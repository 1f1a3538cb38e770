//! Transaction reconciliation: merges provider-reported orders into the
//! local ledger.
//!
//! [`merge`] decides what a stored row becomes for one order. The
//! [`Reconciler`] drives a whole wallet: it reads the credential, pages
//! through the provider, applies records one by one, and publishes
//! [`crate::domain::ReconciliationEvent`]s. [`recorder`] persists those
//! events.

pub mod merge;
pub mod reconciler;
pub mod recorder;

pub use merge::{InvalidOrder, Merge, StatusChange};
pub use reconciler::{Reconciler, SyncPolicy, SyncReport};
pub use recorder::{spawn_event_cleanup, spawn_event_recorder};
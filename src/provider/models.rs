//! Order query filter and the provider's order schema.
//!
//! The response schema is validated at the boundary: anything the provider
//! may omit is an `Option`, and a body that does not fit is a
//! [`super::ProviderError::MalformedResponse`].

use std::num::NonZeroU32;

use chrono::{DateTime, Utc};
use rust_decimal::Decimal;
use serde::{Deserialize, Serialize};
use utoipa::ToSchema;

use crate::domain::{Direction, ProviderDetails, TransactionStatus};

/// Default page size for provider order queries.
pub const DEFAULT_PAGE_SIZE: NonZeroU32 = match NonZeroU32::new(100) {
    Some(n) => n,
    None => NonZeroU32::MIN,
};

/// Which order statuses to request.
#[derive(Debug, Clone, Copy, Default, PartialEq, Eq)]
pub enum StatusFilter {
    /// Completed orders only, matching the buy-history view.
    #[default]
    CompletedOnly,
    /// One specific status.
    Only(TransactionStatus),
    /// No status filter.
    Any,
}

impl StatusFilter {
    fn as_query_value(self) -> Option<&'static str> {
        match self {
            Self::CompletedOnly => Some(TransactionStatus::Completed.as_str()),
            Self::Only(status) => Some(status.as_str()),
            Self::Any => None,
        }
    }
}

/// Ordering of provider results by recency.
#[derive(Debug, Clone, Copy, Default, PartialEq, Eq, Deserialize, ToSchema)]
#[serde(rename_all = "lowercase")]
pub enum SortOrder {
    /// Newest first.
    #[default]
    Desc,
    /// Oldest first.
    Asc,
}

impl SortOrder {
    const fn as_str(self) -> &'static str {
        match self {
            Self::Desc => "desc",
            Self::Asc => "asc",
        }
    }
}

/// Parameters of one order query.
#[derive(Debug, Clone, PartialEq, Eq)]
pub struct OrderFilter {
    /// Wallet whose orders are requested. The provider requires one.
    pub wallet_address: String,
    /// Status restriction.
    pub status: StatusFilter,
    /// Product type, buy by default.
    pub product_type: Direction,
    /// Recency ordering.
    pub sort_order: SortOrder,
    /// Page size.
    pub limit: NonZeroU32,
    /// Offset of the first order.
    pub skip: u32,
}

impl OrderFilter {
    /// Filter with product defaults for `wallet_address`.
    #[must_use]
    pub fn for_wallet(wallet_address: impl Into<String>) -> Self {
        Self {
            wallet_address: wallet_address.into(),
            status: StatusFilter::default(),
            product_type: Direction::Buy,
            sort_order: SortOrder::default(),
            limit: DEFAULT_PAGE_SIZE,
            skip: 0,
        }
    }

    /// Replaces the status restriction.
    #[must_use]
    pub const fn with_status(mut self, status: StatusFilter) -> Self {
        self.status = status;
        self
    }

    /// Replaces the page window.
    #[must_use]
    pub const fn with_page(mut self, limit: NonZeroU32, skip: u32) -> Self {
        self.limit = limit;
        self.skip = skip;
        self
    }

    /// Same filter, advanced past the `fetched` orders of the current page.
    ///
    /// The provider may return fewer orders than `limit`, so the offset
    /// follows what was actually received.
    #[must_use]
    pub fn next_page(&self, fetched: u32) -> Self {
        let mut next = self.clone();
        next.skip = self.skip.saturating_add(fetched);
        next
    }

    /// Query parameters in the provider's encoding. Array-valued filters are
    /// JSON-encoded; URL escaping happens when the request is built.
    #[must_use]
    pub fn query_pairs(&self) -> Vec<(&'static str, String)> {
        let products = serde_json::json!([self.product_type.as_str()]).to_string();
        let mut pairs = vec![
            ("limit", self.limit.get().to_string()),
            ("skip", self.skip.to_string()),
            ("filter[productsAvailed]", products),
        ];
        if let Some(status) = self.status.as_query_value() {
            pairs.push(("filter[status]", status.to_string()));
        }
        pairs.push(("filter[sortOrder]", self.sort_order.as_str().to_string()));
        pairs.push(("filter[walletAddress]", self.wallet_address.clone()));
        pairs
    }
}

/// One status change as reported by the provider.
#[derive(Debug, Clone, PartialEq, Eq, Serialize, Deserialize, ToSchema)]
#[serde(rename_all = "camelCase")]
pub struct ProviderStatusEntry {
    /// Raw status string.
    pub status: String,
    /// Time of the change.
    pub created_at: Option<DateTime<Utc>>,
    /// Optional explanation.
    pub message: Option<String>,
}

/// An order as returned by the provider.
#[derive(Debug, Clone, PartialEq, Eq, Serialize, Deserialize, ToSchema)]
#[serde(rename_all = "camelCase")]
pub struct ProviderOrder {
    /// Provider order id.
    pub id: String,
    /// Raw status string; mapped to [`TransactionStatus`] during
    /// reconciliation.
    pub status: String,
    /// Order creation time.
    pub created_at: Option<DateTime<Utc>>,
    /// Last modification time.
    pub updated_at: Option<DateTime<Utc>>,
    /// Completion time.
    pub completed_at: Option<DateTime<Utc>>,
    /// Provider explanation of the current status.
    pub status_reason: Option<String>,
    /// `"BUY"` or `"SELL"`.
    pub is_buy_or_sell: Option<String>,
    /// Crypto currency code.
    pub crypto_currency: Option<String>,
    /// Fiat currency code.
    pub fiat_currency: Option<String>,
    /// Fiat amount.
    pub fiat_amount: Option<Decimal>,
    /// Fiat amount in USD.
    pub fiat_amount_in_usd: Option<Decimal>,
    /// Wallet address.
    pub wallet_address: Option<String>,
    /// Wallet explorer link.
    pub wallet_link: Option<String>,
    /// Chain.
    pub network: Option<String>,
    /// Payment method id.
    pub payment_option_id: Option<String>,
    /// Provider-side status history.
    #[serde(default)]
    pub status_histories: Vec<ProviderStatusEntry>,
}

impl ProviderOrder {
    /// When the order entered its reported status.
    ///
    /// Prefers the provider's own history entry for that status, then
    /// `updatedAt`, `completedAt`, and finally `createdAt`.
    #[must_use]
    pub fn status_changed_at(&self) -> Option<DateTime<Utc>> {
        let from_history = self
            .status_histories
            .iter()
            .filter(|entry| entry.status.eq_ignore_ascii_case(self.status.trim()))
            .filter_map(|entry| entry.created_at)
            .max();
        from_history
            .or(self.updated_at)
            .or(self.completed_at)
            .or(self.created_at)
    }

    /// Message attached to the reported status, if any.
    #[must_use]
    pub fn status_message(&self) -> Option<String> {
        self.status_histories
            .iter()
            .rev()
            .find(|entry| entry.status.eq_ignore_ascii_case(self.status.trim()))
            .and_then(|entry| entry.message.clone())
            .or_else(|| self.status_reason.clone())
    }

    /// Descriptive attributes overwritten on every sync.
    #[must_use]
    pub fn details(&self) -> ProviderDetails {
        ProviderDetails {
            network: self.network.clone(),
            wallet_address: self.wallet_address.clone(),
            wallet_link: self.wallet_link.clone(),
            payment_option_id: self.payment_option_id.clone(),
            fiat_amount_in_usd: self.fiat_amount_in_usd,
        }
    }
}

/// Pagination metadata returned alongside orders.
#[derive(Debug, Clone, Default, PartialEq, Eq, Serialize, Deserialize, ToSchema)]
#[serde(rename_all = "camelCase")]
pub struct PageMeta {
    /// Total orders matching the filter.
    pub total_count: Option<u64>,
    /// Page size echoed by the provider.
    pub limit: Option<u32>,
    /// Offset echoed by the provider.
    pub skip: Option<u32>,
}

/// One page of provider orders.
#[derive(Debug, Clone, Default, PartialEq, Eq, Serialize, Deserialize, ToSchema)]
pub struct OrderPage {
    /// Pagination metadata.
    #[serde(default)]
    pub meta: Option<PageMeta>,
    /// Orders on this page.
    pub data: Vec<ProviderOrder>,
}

····················

## WHAT THE EXERCISE ASKS
Print only the lines that run from the start of the listing to the line bearing "pub mod reconciler;"; please keep the first line and that last one, exactly as they appear.

## ANSWER FOR THIS EXERCISE
repository 1f1a3538cb38e770
//! Transaction reconciliation: merges provider-reported orders into the
//! local ledger.
//!
//! [`merge`] decides what a stored row becomes for one order. The
//! [`Reconciler`] drives a whole wallet: it reads the credential, pages
//! through the provider, applies records one by one, and publishes
//! [`crate::domain::ReconciliationEvent`]s. [`recorder`] persists those
//! events.

pub mod merge;
pub mod reconciler;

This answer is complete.